Dylan Mackin (born 15 January 1997) is a Scottish footballer who plays as a striker for West of Scotland Football League side Kilwinning Rangers.

He has previously played for Falkirk, Motherwell, Livingston, and on loan for Airdrieonians, Alloa Athletic, Stirling Albion and Brechin City.

Career
Mackin is a product of the Motherwell Academy. On 13 December 2015, he made his debut for Motherwell as a substitute in the closing stages of a 3–1 home win against Dundee. In January 2016, Mackin and fellow Well player David Ferguson moved on loan to Airdrieonians until the end of the season. On 27 January 2017, Mackin moved on a development loan to Alloa Athletic. He was released by Motherwell in May 2017, at the end of his contract.

On 20 June 2017, Mackin signed for Livingston, agreeing a two-year contract.

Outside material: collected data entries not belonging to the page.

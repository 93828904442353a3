use std::mem;

use tracing::debug;

use crate::separators::Separators;
use crate::tasks::Tasks;
use crate::two_way::merge_into;

/// Merges run `2i` with run `2i + 1` into consecutive regions of `output`, one task per pair.
///
/// `output` must already be exactly as long as all runs together. An unpaired last run is
/// copied into its region as is. Returns the start of every region plus `output.len()`.
///
/// Region offsets only depend on the lengths of earlier runs, so they are handed out while the
/// previous pairs are still merging. All tasks are joined before this returns.
pub(crate) fn first_round_merge<'a, T, I, F>(
    runs: I,
    output: &mut [T],
    tasks: Tasks<'_>,
    is_less: &F,
) -> Separators
where
    I: Iterator<Item = &'a [T]>,
    T: Clone + Send + Sync + 'a,
    F: Fn(&T, &T) -> bool + Sync,
{
    let mut runs = runs;
    let mut bounds = Vec::with_capacity(runs.size_hint().0.div_ceil(2) + 1);
    let total = output.len();

    tasks.scope(|scope| {
        let mut rest: &mut [T] = output;
        let mut offset = 0;
        while let Some(left) = runs.next() {
            let right = runs.next();
            let len = left.len() + right.map_or(0, <[T]>::len);
            let (region, tail) = mem::take(&mut rest).split_at_mut(len);
            rest = tail;
            bounds.push(offset);
            offset += len;

            match right {
                Some(right) => tasks.spawn_or_run(scope, len, move || {
                    merge_into(left, right, region, is_less);
                }),
                None => tasks.spawn_or_run(scope, len, move || region.clone_from_slice(left)),
            }
        }
        debug_assert!(rest.is_empty());
    });

    bounds.push(total);
    let separators = Separators::from_bounds(bounds);
    debug!(
        runs = separators.run_count(),
        separators = separators.len(),
        elements = total,
        "first round merged"
    );
    separators
}
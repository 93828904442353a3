use std::collections::TryReserveError;

/// Ways a merge can fail. None of them leave a usable partial result behind.
#[derive(Debug, thiserror::Error)]
pub enum MergeError {
    #[error("failed to allocate the output buffer: {0}")]
    Allocation(#[from] TryReserveError),

    #[error("total length of the input runs overflows usize")]
    LengthOverflow,

    #[error("failed to build the merge thread pool: {0}")]
    ThreadPool(#[from] rayon::ThreadPoolBuildError),
}

pub type Result<T, E = MergeError> = std::result::Result<T, E>;
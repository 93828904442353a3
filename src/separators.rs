/// Boundaries of the sorted runs currently laid out in the output buffer.
///
/// `bounds[i]..bounds[i + 1]` is always one sorted run. The first bound is `0` and the last is
/// the output length, so a list with `r` bounds describes `r - 1` runs. Empty runs are allowed
/// and show up as repeated bounds.
#[derive(Debug, Clone, PartialEq, Eq)]
pub(crate) struct Separators {
    bounds: Vec<usize>,
}

impl Separators {
    /// Builds the list from the start offset of every run plus the total length.
    pub(crate) fn from_bounds(bounds: Vec<usize>) -> Self {
        debug_assert!(bounds.len() >= 2);
        debug_assert_eq!(bounds[0], 0);
        debug_assert!(bounds.is_sorted());
        Self { bounds }
    }

    pub(crate) fn len(&self) -> usize {
        self.bounds.len()
    }

    pub(crate) fn run_count(&self) -> usize {
        self.bounds.len() - 1
    }

    pub(crate) fn is_single_run(&self) -> bool {
        self.bounds.len() <= 2
    }

    pub(crate) fn end(&self) -> usize {
        self.bounds[self.bounds.len() - 1]
    }

    /// Walks the non-overlapping `(left, middle, right)` triples of one pass. A trailing run
    /// without a partner is not part of any triple.
    pub(crate) fn triples(&self) -> impl Iterator<Item = (usize, usize, usize)> + '_ {
        self.bounds
            .windows(3)
            .step_by(2)
            .map(|w| (w[0], w[1], w[2]))
    }

    /// Drops the middle bound of every triple yielded by [`Separators::triples`], which is what
    /// remains once those pairs of runs have been fused.
    pub(crate) fn fuse_pairs(&mut self) {
        let last = self.bounds.len() - 1;
        let mut index = 0;
        self.bounds.retain(|_| {
            let keep = index % 2 == 0 || index == last;
            index += 1;
            keep
        });
    }
}

#[cfg(test)]
mod tests {
    use super::*;

    #[test]
    fn triples_skip_unpaired_tail() {
        // Three runs: the third has no partner this pass.
        let separators = Separators::from_bounds(vec![0, 3, 5, 9]);
        assert_eq!(separators.triples().collect::<Vec<_>>(), [(0, 3, 5)]);

        let separators = Separators::from_bounds(vec![0, 3, 5, 9, 12]);
        assert_eq!(separators.triples().collect::<Vec<_>>(), [(0, 3, 5), (5, 9, 12)]);

        let separators = Separators::from_bounds(vec![0, 4]);
        assert_eq!(separators.triples().count(), 0);
    }

    #[test]
    fn fuse_pairs_halves_run_count() {
        let mut separators = Separators::from_bounds(vec![0, 2, 4, 6, 8, 10]);
        assert_eq!(separators.run_count(), 5);

        separators.fuse_pairs();
        assert_eq!(separators, Separators::from_bounds(vec![0, 4, 8, 10]));
        assert_eq!(separators.run_count(), 3);

        separators.fuse_pairs();
        assert_eq!(separators, Separators::from_bounds(vec![0, 8, 10]));

        separators.fuse_pairs();
        assert_eq!(separators, Separators::from_bounds(vec![0, 10]));
        assert!(separators.is_single_run());
        assert_eq!(separators.end(), 10);

        // Fusing a single run changes nothing.
        separators.fuse_pairs();
        assert_eq!(separators.len(), 2);
    }

    #[test]
    fn empty_runs_are_kept_as_repeated_bounds() {
        let mut separators = Separators::from_bounds(vec![0, 0, 3, 3]);
        assert_eq!(separators.triples().collect::<Vec<_>>(), [(0, 0, 3)]);
        separators.fuse_pairs();
        assert_eq!(separators, Separators::from_bounds(vec![0, 3, 3]));
    }
}
use async_trait::async_trait;
use scopefinder_application::{AccessToken, AccessTokenProvider};
use scopefinder_core::{AppError, AppResult};

use crate::oauth_token_response::read_token_response;

/// Default Entra ID authority host.
pub const DEFAULT_AUTHORITY_HOST: &str = "https://login.microsoftonline.com";

/// Scope requested for Microsoft Graph application permissions.
pub const GRAPH_DEFAULT_SCOPE: &str = "https://graph.microsoft.com/.default";

/// App registration credentials for the OAuth2 client credentials grant.
#[derive(Clone)]
pub struct ClientSecretConfig {
    /// Directory (tenant) id.
    pub tenant_id: String,
    /// Application (client) id.
    pub client_id: String,
    /// Client secret value.
    pub client_secret: String,
    /// Authority host, normally [`DEFAULT_AUTHORITY_HOST`].
    pub authority_host: String,
}

/// Client credentials grant against the Entra ID token endpoint.
pub struct ClientSecretTokenProvider {
    http_client: reqwest::Client,
    config: ClientSecretConfig,
}

impl ClientSecretTokenProvider {
    /// Creates a provider. Tenant, client id and secret must be non-empty.
    pub fn new(http_client: reqwest::Client, config: ClientSecretConfig) -> AppResult<Self> {
        for (name, value) in [
            ("AZURE_TENANT_ID", &config.tenant_id),
            ("AZURE_CLIENT_ID", &config.client_id),
            ("AZURE_CLIENT_SECRET", &config.client_secret),
        ] {
            if value.trim().is_empty() {
                return Err(AppError::Validation(format!("{name} must not be empty")));
            }
        }

        Ok(Self {
            http_client,
            config,
        })
    }

    fn token_endpoint(&self) -> String {
        format!(
            "{}/{}/oauth2/v2.0/token",
            self.config.authority_host.trim_end_matches('/'),
            self.config.tenant_id
        )
    }
}

#[async_trait]
impl AccessTokenProvider for ClientSecretTokenProvider {
    async fn access_token(&self) -> AppResult<AccessToken> {
        let operation = "Failed to acquire client credentials token";
        let response = self
            .http_client
            .post(self.token_endpoint())
            .form(&[
                ("grant_type", "client_credentials"),
                ("client_id", self.config.client_id.as_str()),
                ("client_secret", self.config.client_secret.as_str()),
                ("scope", GRAPH_DEFAULT_SCOPE),
            ])
            .send()
            .await
            .map_err(|error| AppError::upstream(operation, error))?;

        read_token_response(response, operation).await
    }

    fn strategy_name(&self) -> &'static str {
        "client_secret"
    }
}
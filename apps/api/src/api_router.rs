mod cors;

use std::path::PathBuf;
use std::time::Duration;

use axum::Router;
use axum::http::StatusCode;
use axum::routing::{get, post};
use scopefinder_core::AppError;
use tower_http::services::ServeDir;
use tower_http::timeout::TimeoutLayer;
use tower_http::trace::TraceLayer;

use crate::handlers;
use crate::state::AppState;

use self::cors::build_cors_layer;

/// Transport settings that shape the router.
#[derive(Debug, Clone)]
pub struct RouterOptions {
    pub frontend_url: Option<String>,
    pub static_dir: Option<PathBuf>,
    pub request_timeout: Duration,
}

pub fn build_router(app_state: AppState, options: RouterOptions) -> Result<Router, AppError> {
    let mut router = Router::new()
        .route("/api/health", get(handlers::health::health_handler))
        .route("/api/search", post(handlers::search::search_handler))
        .route(
            "/api/resolveGroup",
            post(handlers::resolve::resolve_group_handler),
        )
        .route(
            "/api/resolveApplication",
            post(handlers::resolve::resolve_application_handler),
        );

    if let Some(static_dir) = options.static_dir {
        router = router.fallback_service(ServeDir::new(static_dir));
    }

    // Dropping the handler future on timeout abandons in-flight directory calls.
    let mut router = router
        .layer(TimeoutLayer::with_status_code(
            StatusCode::REQUEST_TIMEOUT,
            options.request_timeout,
        ))
        .layer(TraceLayer::new_for_http());

    if let Some(frontend_url) = options.frontend_url.as_deref() {
        router = router.layer(build_cors_layer(frontend_url)?);
    }

    Ok(router.with_state(app_state))
}
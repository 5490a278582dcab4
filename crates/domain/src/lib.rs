//! Domain entities and invariants.

#![forbid(unsafe_code)]

mod directory;
mod governance;
mod search;

pub use directory::{ApplicationRef, GroupRef, Resolution};
pub use governance::{
    AccessPackage, AccessPackageSummary, OriginSystem, ResourceRoleScope, ResourceScope,
};
pub use search::{MatchRecord, NOT_AVAILABLE, SearchCriterion, SearchType};
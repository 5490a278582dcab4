use axum::Json;
use axum::extract::State;
use axum::extract::rejection::JsonRejection;
use scopefinder_core::AppError;

use super::{invalid_body, present};
use crate::dto::{
    ResolveApplicationRequest, ResolveApplicationResponse, ResolveGroupRequest,
    ResolveGroupResponse,
};
use crate::error::ApiResult;
use crate::state::AppState;

pub async fn resolve_group_handler(
    State(state): State<AppState>,
    payload: Result<Json<ResolveGroupRequest>, JsonRejection>,
) -> ApiResult<Json<ResolveGroupResponse>> {
    let Json(payload) = payload.map_err(invalid_body)?;
    let group_name = present(payload.group_name)
        .ok_or_else(|| AppError::Validation("groupName is required".to_owned()))?;

    let resolution = state
        .resolver_service
        .resolve_group(group_name.as_str())
        .await?;

    Ok(Json(resolution.into()))
}

pub async fn resolve_application_handler(
    State(state): State<AppState>,
    payload: Result<Json<ResolveApplicationRequest>, JsonRejection>,
) -> ApiResult<Json<ResolveApplicationResponse>> {
    let Json(payload) = payload.map_err(invalid_body)?;
    let application_name = present(payload.application_name)
        .ok_or_else(|| AppError::Validation("applicationName is required".to_owned()))?;

    let resolution = state
        .resolver_service
        .resolve_application(application_name.as_str())
        .await?;

    Ok(Json(resolution.into()))
}
use scopefinder_application::{AccessPackageSearchService, DirectoryResolverService};

/// Shared application state.
#[derive(Clone)]
pub struct AppState {
    pub search_service: AccessPackageSearchService,
    pub resolver_service: DirectoryResolverService,
    pub environment: String,
}
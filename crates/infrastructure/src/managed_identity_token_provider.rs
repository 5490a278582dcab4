use async_trait::async_trait;
use scopefinder_application::{AccessToken, AccessTokenProvider};
use scopefinder_core::{AppError, AppResult};
use url::Url;

use crate::oauth_token_response::read_token_response;

/// Resource requested from managed identity endpoints.
pub const GRAPH_RESOURCE: &str = "https://graph.microsoft.com";

const IMDS_TOKEN_ENDPOINT: &str = "http://169.254.169.254/metadata/identity/oauth2/token";
const IMDS_API_VERSION: &str = "2018-02-01";
const APP_SERVICE_API_VERSION: &str = "2019-08-01";

/// Where the hosting platform exposes its identity endpoint.
#[derive(Debug, Clone, PartialEq, Eq)]
pub enum ManagedIdentityEndpoint {
    /// App Service / Functions endpoint from `IDENTITY_ENDPOINT` and `IDENTITY_HEADER`.
    AppService {
        /// Local token endpoint.
        endpoint: Url,
        /// Secret sent as `X-IDENTITY-HEADER`.
        header: String,
    },
    /// Azure Instance Metadata Service.
    Imds,
}

impl ManagedIdentityEndpoint {
    /// Detects the endpoint from the App Service variables, falling back to IMDS.
    pub fn detect(
        identity_endpoint: Option<String>,
        identity_header: Option<String>,
    ) -> AppResult<Self> {
        match (identity_endpoint, identity_header) {
            (Some(endpoint), Some(header))
                if !endpoint.trim().is_empty() && !header.trim().is_empty() =>
            {
                let endpoint = Url::parse(endpoint.trim()).map_err(|error| {
                    AppError::Validation(format!("invalid IDENTITY_ENDPOINT: {error}"))
                })?;
                Ok(Self::AppService { endpoint, header })
            }
            _ => Ok(Self::Imds),
        }
    }
}

/// Token acquisition through the platform managed identity.
pub struct ManagedIdentityTokenProvider {
    http_client: reqwest::Client,
    endpoint: ManagedIdentityEndpoint,
    client_id: Option<String>,
}

impl ManagedIdentityTokenProvider {
    /// Creates a provider. `client_id` selects a user-assigned identity.
    #[must_use]
    pub fn new(
        http_client: reqwest::Client,
        endpoint: ManagedIdentityEndpoint,
        client_id: Option<String>,
    ) -> Self {
        Self {
            http_client,
            endpoint,
            client_id: client_id.filter(|value| !value.trim().is_empty()),
        }
    }

    fn token_request(&self) -> reqwest::RequestBuilder {
        let mut query = vec![("resource", GRAPH_RESOURCE)];
        if let Some(client_id) = &self.client_id {
            query.push(("client_id", client_id.as_str()));
        }

        match &self.endpoint {
            ManagedIdentityEndpoint::AppService { endpoint, header } => {
                query.push(("api-version", APP_SERVICE_API_VERSION));
                self.http_client
                    .get(endpoint.clone())
                    .header("X-IDENTITY-HEADER", header.as_str())
                    .query(&query)
            }
            ManagedIdentityEndpoint::Imds => {
                query.push(("api-version", IMDS_API_VERSION));
                self.http_client
                    .get(IMDS_TOKEN_ENDPOINT)
                    .header("Metadata", "true")
                    .query(&query)
            }
        }
    }
}

#[async_trait]
impl AccessTokenProvider for ManagedIdentityTokenProvider {
    async fn access_token(&self) -> AppResult<AccessToken> {
        let operation = "Failed to acquire managed identity token";
        let response = self
            .token_request()
            .send()
            .await
            .map_err(|error| AppError::upstream(operation, error))?;

        read_token_response(response, operation).await
    }

    fn strategy_name(&self) -> &'static str {
        "managed_identity"
    }
}
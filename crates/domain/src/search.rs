use std::fmt::{Display, Formatter};

use scopefinder_core::{AppResult, NonEmptyString};

use crate::governance::{AccessPackage, OriginSystem, ResourceRoleScope};

/// Placeholder emitted when the directory omits a resource or role name.
pub const NOT_AVAILABLE: &str = "N/A";

/// Kind of resource a search targets.
#[derive(Debug, Clone, PartialEq, Eq, Hash)]
pub enum SearchType {
    /// Enterprise application, matched by service principal object id.
    Application,
    /// Group, matched by group object id.
    Group,
    /// SharePoint Online site, matched by site URL.
    SharePoint,
    /// Any other transport value. Kept so it can be echoed back; matches nothing.
    Unrecognized(String),
}

impl SearchType {
    /// Parses a transport value. Unknown values are preserved, never rejected.
    #[must_use]
    pub fn from_transport(value: &str) -> Self {
        match value {
            "application" => Self::Application,
            "group" => Self::Group,
            "sharepoint" => Self::SharePoint,
            other => Self::Unrecognized(other.to_owned()),
        }
    }

    /// Returns the transport value for this search type.
    #[must_use]
    pub fn as_str(&self) -> &str {
        match self {
            Self::Application => "application",
            Self::Group => "group",
            Self::SharePoint => "sharepoint",
            Self::Unrecognized(value) => value.as_str(),
        }
    }

    /// Returns the origin system a scope must carry to match this type.
    #[must_use]
    pub fn origin_system(&self) -> Option<OriginSystem> {
        match self {
            Self::Application => Some(OriginSystem::AadApplication),
            Self::Group => Some(OriginSystem::AadGroup),
            Self::SharePoint => Some(OriginSystem::SharePointOnline),
            Self::Unrecognized(_) => None,
        }
    }
}

impl Display for SearchType {
    fn fmt(&self, formatter: &mut Formatter<'_>) -> std::fmt::Result {
        formatter.write_str(self.as_str())
    }
}

/// Search request resolved to an origin identifier.
#[derive(Debug, Clone, PartialEq, Eq)]
pub struct SearchCriterion {
    search_type: SearchType,
    search_value: NonEmptyString,
}

impl SearchCriterion {
    /// Creates a criterion. The value must not be blank.
    pub fn new(search_type: SearchType, search_value: impl Into<String>) -> AppResult<Self> {
        Ok(Self {
            search_type,
            search_value: NonEmptyString::new(search_value)?,
        })
    }

    /// Returns the targeted resource type.
    #[must_use]
    pub fn search_type(&self) -> &SearchType {
        &self.search_type
    }

    /// Returns the origin identifier to match.
    #[must_use]
    pub fn search_value(&self) -> &str {
        self.search_value.as_str()
    }

    /// Returns whether a resource role scope references the searched resource.
    ///
    /// Both the origin system and the origin id must match exactly.
    #[must_use]
    pub fn matches(&self, resource_role_scope: &ResourceRoleScope) -> bool {
        let Some(expected_system) = self.search_type.origin_system() else {
            return false;
        };
        let Some(scope) = resource_role_scope.scope() else {
            return false;
        };

        scope.known_origin_system() == Some(expected_system)
            && scope.origin_id() == self.search_value.as_str()
    }

    /// Collects match records for one access package, in scope order.
    #[must_use]
    pub fn match_access_package(&self, access_package: &AccessPackage) -> Vec<MatchRecord> {
        access_package
            .resource_role_scopes()
            .iter()
            .filter(|resource_role_scope| self.matches(resource_role_scope))
            .filter_map(|resource_role_scope| {
                MatchRecord::from_resource_role_scope(access_package, resource_role_scope)
            })
            .collect()
    }
}

/// One matching (access package, resource role scope) pair.
#[derive(Debug, Clone, PartialEq, Eq)]
pub struct MatchRecord {
    /// Display name of the access package.
    pub access_package_name: String,
    /// Identifier of the access package.
    pub access_package_id: String,
    /// Resource display name, or [`NOT_AVAILABLE`].
    pub resource_name: String,
    /// Origin system tag of the resource.
    pub resource_type: String,
    /// Origin identifier of the resource.
    pub resource_id: String,
    /// Granted role display name, or [`NOT_AVAILABLE`].
    pub role_name: String,
}

impl MatchRecord {
    fn from_resource_role_scope(
        access_package: &AccessPackage,
        resource_role_scope: &ResourceRoleScope,
    ) -> Option<Self> {
        let scope = resource_role_scope.scope()?;

        Some(Self {
            access_package_name: access_package.display_name().to_owned(),
            access_package_id: access_package.id().to_owned(),
            resource_name: scope.display_name().unwrap_or(NOT_AVAILABLE).to_owned(),
            resource_type: scope.origin_system().to_owned(),
            resource_id: scope.origin_id().to_owned(),
            role_name: resource_role_scope
                .role_name()
                .unwrap_or(NOT_AVAILABLE)
                .to_owned(),
        })
    }
}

He then moved on loan to Brechin City on 30 January 2018.

Mackin signed for Falkirk on a one-year deal on 10 July 2018.

Mackin was released from Falkirk on 5 October 2018 after only making a handful of appearances and little goals; he was released as Ray Mackinnon begins his clear out of the squad.

The next stage of his career took him to Forthbank Stadium, to sign with Stirling Albion.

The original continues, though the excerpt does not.